(Saved data entries)
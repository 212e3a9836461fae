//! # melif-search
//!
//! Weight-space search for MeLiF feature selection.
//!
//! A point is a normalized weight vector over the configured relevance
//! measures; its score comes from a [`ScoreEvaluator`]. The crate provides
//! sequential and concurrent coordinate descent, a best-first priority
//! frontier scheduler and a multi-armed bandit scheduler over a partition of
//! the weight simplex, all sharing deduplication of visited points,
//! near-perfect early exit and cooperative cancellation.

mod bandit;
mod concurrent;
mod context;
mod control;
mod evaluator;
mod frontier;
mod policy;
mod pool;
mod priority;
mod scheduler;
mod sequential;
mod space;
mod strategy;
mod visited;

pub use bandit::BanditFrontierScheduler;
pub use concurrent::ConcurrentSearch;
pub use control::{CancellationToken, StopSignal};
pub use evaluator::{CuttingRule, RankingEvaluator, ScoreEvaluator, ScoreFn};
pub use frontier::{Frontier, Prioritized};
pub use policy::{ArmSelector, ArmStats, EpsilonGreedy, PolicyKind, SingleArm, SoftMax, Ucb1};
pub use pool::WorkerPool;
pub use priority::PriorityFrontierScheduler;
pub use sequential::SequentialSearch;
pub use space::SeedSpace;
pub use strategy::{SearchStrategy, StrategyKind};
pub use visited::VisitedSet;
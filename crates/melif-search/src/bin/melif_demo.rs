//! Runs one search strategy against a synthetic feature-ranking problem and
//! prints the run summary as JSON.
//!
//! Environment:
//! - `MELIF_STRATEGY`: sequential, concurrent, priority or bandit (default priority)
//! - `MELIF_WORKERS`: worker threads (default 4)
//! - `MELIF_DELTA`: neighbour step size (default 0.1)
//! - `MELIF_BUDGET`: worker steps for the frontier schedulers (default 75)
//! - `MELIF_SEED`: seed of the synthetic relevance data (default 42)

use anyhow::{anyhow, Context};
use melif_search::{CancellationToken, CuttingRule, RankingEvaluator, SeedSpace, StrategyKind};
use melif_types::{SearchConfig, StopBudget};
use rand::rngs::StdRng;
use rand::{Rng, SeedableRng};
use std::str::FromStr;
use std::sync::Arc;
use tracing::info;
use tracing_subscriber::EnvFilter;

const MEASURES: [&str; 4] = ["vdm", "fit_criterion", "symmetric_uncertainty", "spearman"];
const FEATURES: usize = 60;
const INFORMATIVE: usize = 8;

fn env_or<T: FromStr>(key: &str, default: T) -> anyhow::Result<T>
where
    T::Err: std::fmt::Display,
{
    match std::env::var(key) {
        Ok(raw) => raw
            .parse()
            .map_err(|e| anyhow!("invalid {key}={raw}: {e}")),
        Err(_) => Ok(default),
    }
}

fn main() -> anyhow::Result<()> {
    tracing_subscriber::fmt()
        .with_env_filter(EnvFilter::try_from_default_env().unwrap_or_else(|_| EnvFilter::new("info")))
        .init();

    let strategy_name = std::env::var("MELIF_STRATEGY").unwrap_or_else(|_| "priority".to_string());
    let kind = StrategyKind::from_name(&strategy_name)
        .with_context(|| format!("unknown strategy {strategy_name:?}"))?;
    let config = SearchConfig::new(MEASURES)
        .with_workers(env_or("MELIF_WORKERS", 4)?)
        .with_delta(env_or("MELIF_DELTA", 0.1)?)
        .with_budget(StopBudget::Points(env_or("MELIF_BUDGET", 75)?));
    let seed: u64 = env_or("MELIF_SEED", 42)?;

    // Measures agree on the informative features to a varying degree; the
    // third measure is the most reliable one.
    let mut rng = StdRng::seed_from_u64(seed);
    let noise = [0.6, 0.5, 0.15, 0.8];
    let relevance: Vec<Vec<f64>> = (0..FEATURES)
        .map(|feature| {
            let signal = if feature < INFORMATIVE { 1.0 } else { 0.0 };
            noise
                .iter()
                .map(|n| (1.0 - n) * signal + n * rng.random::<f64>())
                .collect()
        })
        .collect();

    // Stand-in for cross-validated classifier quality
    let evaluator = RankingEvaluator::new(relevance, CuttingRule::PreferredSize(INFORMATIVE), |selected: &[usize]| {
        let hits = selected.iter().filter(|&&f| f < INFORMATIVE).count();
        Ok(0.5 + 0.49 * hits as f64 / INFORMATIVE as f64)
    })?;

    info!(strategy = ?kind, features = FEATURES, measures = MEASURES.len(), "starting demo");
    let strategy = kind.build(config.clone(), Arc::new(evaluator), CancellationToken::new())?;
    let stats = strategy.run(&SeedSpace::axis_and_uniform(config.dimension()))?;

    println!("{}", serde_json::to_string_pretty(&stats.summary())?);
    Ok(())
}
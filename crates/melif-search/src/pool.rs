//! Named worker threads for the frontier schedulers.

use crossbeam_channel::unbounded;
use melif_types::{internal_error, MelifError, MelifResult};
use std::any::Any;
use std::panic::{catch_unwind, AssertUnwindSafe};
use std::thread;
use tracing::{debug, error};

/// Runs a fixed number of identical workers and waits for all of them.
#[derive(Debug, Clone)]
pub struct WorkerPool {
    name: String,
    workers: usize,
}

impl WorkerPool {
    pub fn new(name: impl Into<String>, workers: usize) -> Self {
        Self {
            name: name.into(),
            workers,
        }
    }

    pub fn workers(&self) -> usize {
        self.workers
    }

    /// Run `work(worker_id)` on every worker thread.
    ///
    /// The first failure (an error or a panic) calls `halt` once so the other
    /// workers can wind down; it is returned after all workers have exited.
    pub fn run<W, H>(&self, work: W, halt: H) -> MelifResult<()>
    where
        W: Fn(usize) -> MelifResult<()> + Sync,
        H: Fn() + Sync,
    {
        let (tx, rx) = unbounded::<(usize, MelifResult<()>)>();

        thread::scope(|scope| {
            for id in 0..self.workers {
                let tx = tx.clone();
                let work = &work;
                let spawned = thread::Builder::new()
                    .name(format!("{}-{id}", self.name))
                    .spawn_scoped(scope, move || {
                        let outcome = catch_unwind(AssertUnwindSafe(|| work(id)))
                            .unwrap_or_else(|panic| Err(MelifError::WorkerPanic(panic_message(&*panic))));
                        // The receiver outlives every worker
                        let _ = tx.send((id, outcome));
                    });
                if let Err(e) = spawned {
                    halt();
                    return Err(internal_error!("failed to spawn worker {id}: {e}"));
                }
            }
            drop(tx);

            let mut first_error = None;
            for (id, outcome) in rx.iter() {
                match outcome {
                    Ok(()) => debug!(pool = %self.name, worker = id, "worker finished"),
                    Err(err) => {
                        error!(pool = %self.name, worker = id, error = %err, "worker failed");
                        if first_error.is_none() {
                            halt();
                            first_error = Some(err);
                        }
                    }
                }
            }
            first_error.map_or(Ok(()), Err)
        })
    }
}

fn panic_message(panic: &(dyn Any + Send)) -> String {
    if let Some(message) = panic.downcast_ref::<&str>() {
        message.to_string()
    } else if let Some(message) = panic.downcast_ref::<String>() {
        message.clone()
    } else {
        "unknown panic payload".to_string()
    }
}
--
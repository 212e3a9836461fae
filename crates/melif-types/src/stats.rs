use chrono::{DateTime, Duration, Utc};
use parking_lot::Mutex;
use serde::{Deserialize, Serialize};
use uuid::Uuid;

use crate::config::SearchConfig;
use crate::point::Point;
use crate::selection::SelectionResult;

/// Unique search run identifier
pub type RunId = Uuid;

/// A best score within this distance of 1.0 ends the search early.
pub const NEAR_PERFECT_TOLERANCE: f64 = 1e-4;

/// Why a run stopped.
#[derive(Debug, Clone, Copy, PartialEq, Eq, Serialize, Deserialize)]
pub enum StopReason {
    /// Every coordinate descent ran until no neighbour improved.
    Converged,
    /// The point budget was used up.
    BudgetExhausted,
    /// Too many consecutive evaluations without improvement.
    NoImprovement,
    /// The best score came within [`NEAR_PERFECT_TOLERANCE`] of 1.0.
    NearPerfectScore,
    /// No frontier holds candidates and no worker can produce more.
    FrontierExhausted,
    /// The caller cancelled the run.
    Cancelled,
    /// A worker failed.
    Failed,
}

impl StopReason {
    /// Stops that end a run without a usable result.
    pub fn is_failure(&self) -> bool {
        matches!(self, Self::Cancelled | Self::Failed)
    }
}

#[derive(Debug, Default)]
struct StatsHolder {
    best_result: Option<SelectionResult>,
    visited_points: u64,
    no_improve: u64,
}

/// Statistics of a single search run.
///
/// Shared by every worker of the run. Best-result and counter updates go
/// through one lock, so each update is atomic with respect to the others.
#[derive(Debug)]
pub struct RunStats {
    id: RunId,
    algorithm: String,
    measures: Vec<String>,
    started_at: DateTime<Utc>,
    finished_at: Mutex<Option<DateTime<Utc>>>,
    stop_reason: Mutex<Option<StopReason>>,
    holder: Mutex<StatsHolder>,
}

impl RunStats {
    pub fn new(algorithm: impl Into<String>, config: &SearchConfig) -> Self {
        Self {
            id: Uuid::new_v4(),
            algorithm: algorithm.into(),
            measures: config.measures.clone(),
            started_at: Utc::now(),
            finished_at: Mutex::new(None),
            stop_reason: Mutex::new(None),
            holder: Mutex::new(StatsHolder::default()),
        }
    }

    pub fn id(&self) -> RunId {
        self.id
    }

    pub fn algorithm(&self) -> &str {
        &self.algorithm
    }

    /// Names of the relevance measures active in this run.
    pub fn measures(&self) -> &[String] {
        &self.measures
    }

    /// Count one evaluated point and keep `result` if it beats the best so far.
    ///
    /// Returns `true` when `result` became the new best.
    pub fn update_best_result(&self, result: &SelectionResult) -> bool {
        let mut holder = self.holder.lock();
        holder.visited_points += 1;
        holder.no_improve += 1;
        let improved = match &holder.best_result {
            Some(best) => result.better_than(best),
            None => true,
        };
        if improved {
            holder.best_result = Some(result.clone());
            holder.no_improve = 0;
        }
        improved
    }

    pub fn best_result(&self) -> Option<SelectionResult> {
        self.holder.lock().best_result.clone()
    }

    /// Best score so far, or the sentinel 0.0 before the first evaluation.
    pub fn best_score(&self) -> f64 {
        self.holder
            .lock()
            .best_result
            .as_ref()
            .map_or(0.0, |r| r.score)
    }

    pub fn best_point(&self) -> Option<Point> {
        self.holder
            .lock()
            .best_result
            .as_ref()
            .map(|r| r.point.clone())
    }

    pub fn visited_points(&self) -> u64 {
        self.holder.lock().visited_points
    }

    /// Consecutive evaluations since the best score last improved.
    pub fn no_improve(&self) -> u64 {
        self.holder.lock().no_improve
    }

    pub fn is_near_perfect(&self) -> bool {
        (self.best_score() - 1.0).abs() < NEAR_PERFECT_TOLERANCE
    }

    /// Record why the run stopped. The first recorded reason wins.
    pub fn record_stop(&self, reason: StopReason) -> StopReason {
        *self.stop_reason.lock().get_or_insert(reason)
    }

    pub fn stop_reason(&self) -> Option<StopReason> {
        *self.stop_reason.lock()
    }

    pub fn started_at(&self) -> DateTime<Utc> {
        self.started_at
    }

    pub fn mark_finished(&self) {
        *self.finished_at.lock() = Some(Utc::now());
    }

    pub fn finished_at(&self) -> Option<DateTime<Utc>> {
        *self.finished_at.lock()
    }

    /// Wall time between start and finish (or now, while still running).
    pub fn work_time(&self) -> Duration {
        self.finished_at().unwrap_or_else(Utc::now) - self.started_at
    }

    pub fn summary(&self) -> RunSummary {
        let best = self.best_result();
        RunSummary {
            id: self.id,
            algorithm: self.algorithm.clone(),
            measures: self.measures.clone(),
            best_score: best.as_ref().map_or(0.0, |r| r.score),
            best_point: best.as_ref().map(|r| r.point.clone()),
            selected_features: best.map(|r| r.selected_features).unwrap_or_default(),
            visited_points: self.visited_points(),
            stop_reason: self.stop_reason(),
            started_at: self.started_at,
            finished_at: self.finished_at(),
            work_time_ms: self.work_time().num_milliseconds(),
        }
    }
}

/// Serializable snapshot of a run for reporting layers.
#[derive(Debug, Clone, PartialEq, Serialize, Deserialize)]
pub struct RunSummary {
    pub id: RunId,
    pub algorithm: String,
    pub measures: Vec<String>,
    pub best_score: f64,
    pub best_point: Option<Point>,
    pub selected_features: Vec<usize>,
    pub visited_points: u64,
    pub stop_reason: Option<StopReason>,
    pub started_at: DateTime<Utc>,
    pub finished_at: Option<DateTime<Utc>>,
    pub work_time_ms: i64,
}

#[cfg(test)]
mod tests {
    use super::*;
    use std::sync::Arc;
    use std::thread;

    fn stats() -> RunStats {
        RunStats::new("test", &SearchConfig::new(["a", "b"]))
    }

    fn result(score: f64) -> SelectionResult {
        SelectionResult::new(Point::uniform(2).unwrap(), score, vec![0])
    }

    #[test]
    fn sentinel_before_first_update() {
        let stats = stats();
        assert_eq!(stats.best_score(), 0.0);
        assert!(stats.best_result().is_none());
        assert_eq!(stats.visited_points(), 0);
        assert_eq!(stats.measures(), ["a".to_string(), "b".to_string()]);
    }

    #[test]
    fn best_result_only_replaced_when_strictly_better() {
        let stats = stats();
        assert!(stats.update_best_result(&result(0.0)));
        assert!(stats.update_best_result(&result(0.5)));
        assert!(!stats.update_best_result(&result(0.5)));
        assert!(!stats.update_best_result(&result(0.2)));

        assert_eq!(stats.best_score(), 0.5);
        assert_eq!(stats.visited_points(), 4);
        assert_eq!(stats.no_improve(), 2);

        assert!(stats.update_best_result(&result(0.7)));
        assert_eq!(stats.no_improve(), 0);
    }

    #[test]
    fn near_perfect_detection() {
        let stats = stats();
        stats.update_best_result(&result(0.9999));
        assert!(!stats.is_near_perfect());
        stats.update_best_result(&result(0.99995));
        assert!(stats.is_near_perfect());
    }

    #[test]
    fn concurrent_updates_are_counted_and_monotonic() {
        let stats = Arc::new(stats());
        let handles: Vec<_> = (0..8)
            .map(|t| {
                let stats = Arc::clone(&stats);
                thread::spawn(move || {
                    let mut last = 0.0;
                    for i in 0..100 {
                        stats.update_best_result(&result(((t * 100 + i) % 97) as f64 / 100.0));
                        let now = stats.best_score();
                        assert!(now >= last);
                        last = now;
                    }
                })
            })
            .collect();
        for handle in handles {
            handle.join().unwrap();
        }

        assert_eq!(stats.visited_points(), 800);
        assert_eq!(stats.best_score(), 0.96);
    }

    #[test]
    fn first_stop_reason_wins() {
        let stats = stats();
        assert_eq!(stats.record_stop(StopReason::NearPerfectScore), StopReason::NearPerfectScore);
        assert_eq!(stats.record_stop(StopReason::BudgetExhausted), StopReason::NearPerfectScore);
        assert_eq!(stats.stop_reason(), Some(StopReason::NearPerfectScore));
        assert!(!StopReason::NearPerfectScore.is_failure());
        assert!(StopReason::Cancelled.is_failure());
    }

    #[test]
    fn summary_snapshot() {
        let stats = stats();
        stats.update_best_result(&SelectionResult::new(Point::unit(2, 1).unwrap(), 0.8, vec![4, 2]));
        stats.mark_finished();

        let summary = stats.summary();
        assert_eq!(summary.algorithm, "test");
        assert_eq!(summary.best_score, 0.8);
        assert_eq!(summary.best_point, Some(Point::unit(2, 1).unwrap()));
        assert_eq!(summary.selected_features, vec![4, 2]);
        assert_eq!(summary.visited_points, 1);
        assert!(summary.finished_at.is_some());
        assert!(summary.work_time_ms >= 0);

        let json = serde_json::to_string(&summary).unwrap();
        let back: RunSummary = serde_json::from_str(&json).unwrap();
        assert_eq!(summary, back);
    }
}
==
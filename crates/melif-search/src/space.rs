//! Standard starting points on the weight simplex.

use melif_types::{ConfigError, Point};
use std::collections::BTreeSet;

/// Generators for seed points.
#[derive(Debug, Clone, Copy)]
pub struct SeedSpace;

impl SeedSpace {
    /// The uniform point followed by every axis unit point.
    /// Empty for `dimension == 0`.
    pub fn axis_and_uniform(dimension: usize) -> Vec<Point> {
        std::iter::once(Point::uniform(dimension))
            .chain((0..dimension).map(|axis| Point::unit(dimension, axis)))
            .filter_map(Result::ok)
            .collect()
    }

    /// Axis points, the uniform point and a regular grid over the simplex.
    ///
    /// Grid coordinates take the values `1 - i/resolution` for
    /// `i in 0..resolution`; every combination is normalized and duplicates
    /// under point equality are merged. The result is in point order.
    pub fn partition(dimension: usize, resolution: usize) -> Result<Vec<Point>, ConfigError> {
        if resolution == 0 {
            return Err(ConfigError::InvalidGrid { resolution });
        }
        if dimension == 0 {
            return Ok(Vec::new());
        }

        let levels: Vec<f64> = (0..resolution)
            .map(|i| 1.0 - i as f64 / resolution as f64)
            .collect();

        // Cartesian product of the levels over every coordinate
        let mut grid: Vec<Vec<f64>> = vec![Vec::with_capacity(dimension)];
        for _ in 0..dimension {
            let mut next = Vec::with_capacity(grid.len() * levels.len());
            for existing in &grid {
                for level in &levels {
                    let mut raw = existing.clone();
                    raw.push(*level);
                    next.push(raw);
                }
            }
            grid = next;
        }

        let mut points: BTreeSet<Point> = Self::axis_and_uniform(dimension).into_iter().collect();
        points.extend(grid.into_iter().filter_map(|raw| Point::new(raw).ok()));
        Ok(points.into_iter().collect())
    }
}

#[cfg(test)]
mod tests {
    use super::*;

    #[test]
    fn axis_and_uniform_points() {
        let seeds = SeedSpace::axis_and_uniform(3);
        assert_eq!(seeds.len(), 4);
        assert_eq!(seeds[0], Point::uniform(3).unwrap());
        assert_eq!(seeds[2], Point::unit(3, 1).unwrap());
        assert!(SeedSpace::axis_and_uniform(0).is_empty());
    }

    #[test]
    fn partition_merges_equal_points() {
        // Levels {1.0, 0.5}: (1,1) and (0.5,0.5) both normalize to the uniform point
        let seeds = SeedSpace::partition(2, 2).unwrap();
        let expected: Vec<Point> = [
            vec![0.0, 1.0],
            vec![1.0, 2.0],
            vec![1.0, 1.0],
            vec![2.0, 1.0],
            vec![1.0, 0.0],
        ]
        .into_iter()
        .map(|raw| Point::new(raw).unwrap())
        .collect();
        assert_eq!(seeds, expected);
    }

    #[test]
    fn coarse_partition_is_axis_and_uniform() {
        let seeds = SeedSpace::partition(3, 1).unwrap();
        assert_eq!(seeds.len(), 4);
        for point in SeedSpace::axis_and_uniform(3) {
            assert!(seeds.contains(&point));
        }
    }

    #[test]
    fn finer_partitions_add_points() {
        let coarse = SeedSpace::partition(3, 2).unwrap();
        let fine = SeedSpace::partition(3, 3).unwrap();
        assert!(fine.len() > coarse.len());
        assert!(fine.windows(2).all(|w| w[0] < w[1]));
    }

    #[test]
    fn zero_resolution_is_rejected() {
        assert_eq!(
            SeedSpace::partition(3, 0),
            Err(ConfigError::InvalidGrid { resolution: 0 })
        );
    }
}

What to do:
Of the entries above, repeat exactly the lines from the line with "let seeds = SeedSpace::axis_and_uniform(3);" through the line with "assert!(SeedSpace::axis_and_uniform(0).is_empty());", both of them included.

Exercise output:
        let seeds = SeedSpace::axis_and_uniform(3);
        assert_eq!(seeds.len(), 4);
        assert_eq!(seeds[0], Point::uniform(3).unwrap());
        assert_eq!(seeds[2], Point::unit(3, 1).unwrap());
        assert!(SeedSpace::axis_and_uniform(0).is_empty());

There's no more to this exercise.